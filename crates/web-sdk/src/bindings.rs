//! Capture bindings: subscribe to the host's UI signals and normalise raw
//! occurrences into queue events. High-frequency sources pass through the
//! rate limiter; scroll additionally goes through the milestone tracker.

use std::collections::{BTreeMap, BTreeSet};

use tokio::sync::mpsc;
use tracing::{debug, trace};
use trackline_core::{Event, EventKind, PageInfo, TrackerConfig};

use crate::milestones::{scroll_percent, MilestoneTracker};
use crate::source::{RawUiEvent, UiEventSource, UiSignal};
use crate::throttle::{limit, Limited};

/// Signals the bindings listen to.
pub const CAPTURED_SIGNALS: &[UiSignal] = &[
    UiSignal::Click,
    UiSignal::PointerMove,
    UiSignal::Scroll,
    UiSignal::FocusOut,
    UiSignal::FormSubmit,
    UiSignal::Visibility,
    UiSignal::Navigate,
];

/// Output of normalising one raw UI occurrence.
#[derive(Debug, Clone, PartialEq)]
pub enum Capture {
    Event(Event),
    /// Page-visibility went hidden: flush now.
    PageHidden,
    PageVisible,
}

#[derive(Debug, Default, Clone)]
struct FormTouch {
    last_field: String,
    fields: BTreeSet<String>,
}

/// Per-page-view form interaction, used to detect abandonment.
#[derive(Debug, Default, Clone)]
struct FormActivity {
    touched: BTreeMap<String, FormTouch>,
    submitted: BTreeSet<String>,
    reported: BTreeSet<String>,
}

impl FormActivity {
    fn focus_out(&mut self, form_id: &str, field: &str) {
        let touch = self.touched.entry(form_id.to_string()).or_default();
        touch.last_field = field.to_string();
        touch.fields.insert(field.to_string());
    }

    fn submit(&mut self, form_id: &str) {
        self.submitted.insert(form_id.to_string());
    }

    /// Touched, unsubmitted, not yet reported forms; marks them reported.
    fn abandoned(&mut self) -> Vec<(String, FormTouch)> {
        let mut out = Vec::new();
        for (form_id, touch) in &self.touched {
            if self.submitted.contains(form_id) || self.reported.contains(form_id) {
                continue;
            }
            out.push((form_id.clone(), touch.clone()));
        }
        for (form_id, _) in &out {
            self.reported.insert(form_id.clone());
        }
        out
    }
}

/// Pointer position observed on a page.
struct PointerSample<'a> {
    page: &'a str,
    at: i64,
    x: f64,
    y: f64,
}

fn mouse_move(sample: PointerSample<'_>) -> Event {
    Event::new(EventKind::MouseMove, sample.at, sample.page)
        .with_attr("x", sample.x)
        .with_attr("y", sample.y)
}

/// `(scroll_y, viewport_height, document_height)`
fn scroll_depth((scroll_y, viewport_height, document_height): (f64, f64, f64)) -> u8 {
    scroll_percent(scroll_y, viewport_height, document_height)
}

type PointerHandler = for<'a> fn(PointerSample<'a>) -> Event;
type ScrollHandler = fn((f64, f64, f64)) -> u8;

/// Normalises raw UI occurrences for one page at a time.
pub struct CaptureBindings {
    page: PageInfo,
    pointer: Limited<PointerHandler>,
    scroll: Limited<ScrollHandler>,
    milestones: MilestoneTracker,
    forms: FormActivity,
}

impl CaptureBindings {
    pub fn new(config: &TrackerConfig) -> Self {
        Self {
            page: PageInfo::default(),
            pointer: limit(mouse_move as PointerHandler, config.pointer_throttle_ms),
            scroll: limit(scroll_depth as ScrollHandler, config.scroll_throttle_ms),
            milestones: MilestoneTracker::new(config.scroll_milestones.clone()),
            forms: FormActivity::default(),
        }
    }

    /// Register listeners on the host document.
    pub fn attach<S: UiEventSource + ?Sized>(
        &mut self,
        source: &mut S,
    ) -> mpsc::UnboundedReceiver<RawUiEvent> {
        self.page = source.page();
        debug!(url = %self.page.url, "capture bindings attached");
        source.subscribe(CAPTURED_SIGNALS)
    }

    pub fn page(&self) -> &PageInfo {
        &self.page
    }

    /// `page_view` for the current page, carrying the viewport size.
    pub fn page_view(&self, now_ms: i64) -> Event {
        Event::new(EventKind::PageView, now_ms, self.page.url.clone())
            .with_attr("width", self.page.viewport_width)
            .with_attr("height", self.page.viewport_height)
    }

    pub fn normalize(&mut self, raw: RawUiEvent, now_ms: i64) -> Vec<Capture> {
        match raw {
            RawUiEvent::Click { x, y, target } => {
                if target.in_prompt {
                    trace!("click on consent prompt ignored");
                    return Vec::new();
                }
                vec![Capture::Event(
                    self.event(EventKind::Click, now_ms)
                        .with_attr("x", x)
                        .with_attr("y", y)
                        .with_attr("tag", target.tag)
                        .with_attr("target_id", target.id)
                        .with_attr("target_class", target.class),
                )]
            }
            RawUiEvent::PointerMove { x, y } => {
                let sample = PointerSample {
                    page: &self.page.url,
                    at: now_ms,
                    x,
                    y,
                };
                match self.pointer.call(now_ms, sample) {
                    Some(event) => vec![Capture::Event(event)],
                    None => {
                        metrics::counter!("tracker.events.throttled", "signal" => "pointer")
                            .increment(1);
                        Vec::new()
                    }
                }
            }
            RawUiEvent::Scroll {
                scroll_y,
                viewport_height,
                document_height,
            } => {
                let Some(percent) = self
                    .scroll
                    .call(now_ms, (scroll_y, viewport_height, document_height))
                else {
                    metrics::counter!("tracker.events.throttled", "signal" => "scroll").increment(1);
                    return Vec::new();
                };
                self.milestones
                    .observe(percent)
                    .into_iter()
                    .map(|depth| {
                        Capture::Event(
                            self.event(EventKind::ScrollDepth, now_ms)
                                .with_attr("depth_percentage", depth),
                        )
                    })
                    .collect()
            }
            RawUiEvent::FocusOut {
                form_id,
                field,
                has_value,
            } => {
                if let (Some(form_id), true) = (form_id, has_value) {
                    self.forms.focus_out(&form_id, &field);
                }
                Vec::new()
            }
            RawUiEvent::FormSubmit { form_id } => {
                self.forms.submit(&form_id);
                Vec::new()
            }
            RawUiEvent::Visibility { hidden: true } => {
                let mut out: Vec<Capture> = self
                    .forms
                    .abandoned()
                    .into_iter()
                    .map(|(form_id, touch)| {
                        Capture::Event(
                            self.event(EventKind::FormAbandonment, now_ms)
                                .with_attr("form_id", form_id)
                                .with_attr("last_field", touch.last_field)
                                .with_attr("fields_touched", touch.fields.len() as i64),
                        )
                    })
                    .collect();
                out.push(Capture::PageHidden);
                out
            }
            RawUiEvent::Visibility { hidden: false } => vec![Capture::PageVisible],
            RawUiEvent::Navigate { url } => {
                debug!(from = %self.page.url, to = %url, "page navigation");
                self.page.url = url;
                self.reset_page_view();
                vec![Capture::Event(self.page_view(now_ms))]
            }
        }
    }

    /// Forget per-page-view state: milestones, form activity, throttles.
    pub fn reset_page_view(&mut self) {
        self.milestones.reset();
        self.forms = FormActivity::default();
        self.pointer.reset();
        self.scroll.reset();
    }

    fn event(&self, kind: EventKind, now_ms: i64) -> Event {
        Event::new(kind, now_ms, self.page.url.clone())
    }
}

Your goal:
Report all lines of the data that include the word "true".

Solution for this exercise:
                if let (Some(form_id), true) = (form_id, has_value) {
            RawUiEvent::Visibility { hidden: true } => {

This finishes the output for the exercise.